First, let’s assume that you have properly narrowed the list of investors and/or venture firms you are approaching through screening and selection. Hopefully you’re been introduced by someone known to the venture capitalist. If not, you must go through the front door and expect to leave lots of voicemails before an analyst or associate follows up on behalf of the Partner.

Don’t be discouraged if they ask that the meeting be rescheduled once or twice due to conflicts that come up. But don’t let them hang up without at least trying to pin down another date/time. Getting that first meeting will require your marketing charm. Sometimes the comment that might work is something like, I plan to be in town for a meeting on Thursday from 1:00-2:00, and would like to come by either before or after that meeting to spend 20 minutes with you, to put a face together with the plan you are reviewing.

You may think you’ve chosen the right person in the venture firm to become the sponsor of your deal. If you’ve chosen the wrong person and he or she is not be senior enough, or perhaps too senior and no longer very active with selecting and overseeing investments . . . or perhaps doesn’t possess the industry or technical background, or is too overcommitted to spend time on it, etc., your effort may not lead to a meeting. Your goal is to find the most suitable individual and establish a relationship with them so that ultimately they will lobby on your behalf within their organization. If the first person you contact within a firm doesn’t seem to connect with you, either through demonstrated apathy or a personality difference, it’s not easy to switch, and it may be out of your hands, but you should try anyway. Perhaps another partner at the meeting showed greater interest. Keep their names and business cards straight to you can reach out to that individual on some pretense. This is important because if you haven’t connected with the right person or someone on a personal level, it is unlikely that they will carry you to the finish line, and their firm will not fund your company.
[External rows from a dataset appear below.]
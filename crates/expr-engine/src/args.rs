// Copyright (c) 2025 Dimitris Kafetzis
//
// Licensed under the MIT License.
// See LICENSE file in the project root for full license information.
//
// SPDX-License-Identifier: MIT

//! Per-tile argument resolution.
//!
//! A [`TileDesc`] only says which elements of the output to produce. Before
//! a kernel can run, each tile is extended with where its output goes and
//! where every operand's elements come from. Locations are byte offsets
//! into the bound buffers, computed with each operand's own element size.

use crate::{ConstantRef, ConstantStorage, EngineError};
use expr_ir::{ExprError, ExprFunc, ExprNode};
use tensor_meta::DType;
use tile_planner::TileDesc;

/// Where an operand's elements for one tile live.
#[derive(Debug, Clone, Copy, PartialEq, Eq, serde::Serialize)]
#[serde(tag = "kind", rename_all = "snake_case")]
pub enum ArgRef {
    /// A literal in constant storage.
    Constant(ConstantRef),
    /// A slice of a bound input.
    Input {
        input: usize,
        sample: usize,
        /// Offset of the tile's first element within the sample.
        byte_offset: usize,
        dtype: DType,
        /// The sample holds a single element that applies to the whole tile.
        broadcast: bool,
    },
}

/// Where a tile's results are written.
#[derive(Debug, Clone, Copy, PartialEq, Eq, serde::Serialize)]
pub struct OutputRef {
    pub sample: usize,
    pub byte_offset: usize,
    pub dtype: DType,
}

/// A tile with its output and operand locations resolved.
#[derive(Debug, Clone, PartialEq, serde::Serialize)]
pub struct ExtendedTileDesc {
    pub desc: TileDesc,
    pub output: OutputRef,
    pub args: Vec<ArgRef>,
}

/// Resolves every tile of `tiles` for the function node `func`.
///
/// `func` must have been through type and shape propagation.
pub fn transform_descs(
    func: &ExprFunc,
    tiles: &[TileDesc],
    constants: &ConstantStorage,
) -> Result<Vec<ExtendedTileDesc>, EngineError> {
    let result_dtype = func.result_dtype().ok_or(EngineError::NotSetUp)?;

    tiles
        .iter()
        .map(|tile| {
            let args = func
                .args
                .iter()
                .map(|arg| resolve_arg(&func.op, arg, tile, constants))
                .collect::<Result<Vec<_>, _>>()?;
            Ok(ExtendedTileDesc {
                desc: *tile,
                output: OutputRef {
                    sample: tile.sample_idx,
                    byte_offset: tile.offset() * result_dtype.size_bytes(),
                    dtype: result_dtype,
                },
                args,
            })
        })
        .collect()
}

fn resolve_arg(
    op: &str,
    arg: &ExprNode,
    tile: &TileDesc,
    constants: &ConstantStorage,
) -> Result<ArgRef, EngineError> {
    match arg {
        ExprNode::Constant(c) => Ok(ArgRef::Constant(constants.slot(c.index, c.dtype))),
        ExprNode::Tensor(t) => {
            let dtype = arg.dtype().ok_or(EngineError::NotSetUp)?;
            let shapes = arg.shape().ok_or(EngineError::NotSetUp)?;
            if shapes.is_scalar_like() {
                let sample = if shapes.num_samples() == 1 { 0 } else { tile.sample_idx };
                Ok(ArgRef::Input {
                    input: t.input,
                    sample,
                    byte_offset: 0,
                    dtype,
                    broadcast: true,
                })
            } else {
                Ok(ArgRef::Input {
                    input: t.input,
                    sample: tile.sample_idx,
                    byte_offset: tile.offset() * dtype.size_bytes(),
                    dtype,
                    broadcast: false,
                })
            }
        }
        ExprNode::Function(_) => Err(ExprError::UnsupportedExpressionShape(format!(
            "operand of '{op}' is itself a function; nested expressions are not supported"
        ))
        .into()),
    }
}
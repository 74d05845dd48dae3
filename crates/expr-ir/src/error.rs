// Copyright (c) 2025 Dimitris Kafetzis
//
// Licensed under the MIT License.
// See LICENSE file in the project root for full license information.
//
// SPDX-License-Identifier: MIT

//! Error types for expression-tree construction and inference.

use tensor_meta::{ShapeList, TensorLayout};

/// Errors that can occur while validating or inferring an expression tree.
#[derive(Debug, thiserror::Error)]
pub enum ExprError {
    /// A function node has a subexpression count outside `{1, 2}`.
    #[error("only unary and binary expressions are supported: operator '{op}' has {count} subexpressions")]
    Arity { op: String, count: usize },

    /// The operator name is not a known arithmetic operator.
    #[error("unknown arithmetic operator '{0}'")]
    UnknownOperator(String),

    /// A known operator was applied to the wrong number of operands.
    #[error("operator '{op}' expects {expected} operand(s), got {actual}")]
    OperandCount {
        op: String,
        expected: usize,
        actual: usize,
    },

    /// Two non-scalar-like operand shapes differ.
    #[error(
        "input shapes of element-wise arithmetic operator \"{op}\" do not match. \
         Expected equal shapes, got: {op}({expected}, {actual})"
    )]
    ShapeMismatch {
        op: String,
        expected: ShapeList,
        actual: ShapeList,
    },

    /// Two non-empty operand layouts differ.
    #[error(
        "layouts of subexpressions {expected_index} and {actual_index} for arithmetic operation \
         '{op}' do not match: expected '{expected}', got '{actual}'"
    )]
    LayoutConflict {
        op: String,
        expected_index: usize,
        expected: TensorLayout,
        actual_index: usize,
        actual: TensorLayout,
    },

    /// The tree is deeper than the engine can execute.
    #[error("unsupported expression shape: {0}")]
    UnsupportedExpressionShape(String),

    /// An input's sample count does not match the batch size.
    #[error("argument '{argument}' has {actual} samples, expected {expected}")]
    BindingCount {
        argument: String,
        expected: usize,
        actual: usize,
    },

    /// A tensor node references an input that is not bound.
    #[error("tensor node references input {index}, but only {available} input(s) are bound")]
    MissingInput { index: usize, available: usize },

    /// A bound input's shapes are unusable.
    #[error("input {index}: {source}")]
    InvalidInputShape {
        index: usize,
        #[source]
        source: tensor_meta::MetaError,
    },

    /// A serialized tree or workspace could not be read.
    #[error("failed to read expression file: {0}")]
    Read(#[from] std::io::Error),

    /// A serialized tree or workspace is malformed.
    #[error("failed to parse expression file: {0}")]
    Parse(#[from] serde_json::Error),
}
A few years ago we met with a firm that had come to us through a referral source, and we visited them. I was left uninspired and I told my partner who accompanied me that I thought we should pass, and I thought that this would be the end of it. However my partner said that he liked the business and we shifted the responsibility for sponsoring the firm to him. We subsequently funded the Company. Among the partners, we truly have different tastes. But we’ve come to understand each other’s preferences and now are able to suggest to one another where they might be better suited to work with a particular company.

Some companies get attention simply because of the persistence of the entrepreneur. Each time you speak with the partner, introduce something about your company that will interest them as well as educate them about your company, and keep notes on your conversations.  Each call should show progress such as, “We just signed up XYZ Corporation and they will begin with our service next month!” Don’t simply call them to find out if they received the plan, or if they have any questions. You should offer to meet with them at their offices, not yours, unless they offer to come visit you. The average investor or venture capitalist is terribly busy, and can more efficiently work when a company schedules their first meeting at their office, not the company’s office. You might prefer to have them come see your product, your plant, your working model, etc., but the benefit of that is outweighed by the greater likelihood of scheduling a meeting much sooner, and the possibility that the person you are speaking with will invite one or more of his/her colleagues to join the meeting, thus increasing the likelihood that interest will develop. So, plan to create an effective demonstration that can be done at their office.

Strategic Corporate Investors

A couple of decades ago many large corporations such as IBM, Olivetti and others invested millions into young companies, and in the case of IBM, billions, leaving them with a minority stake in companies they thought possessed technology or a product. After a few years IBM asked a national accounting firm to value these investments into which they had invested billions, and the firm came up with a total of a couple of hundred million dollars. So ended that phase of IBM’s venture investment program. However like most things in life, corporate investing goes in cycles, and IBM and many other companies are back in the investing game, although they are targeting larger, later stage companies with revenue in excess of $10 million/year.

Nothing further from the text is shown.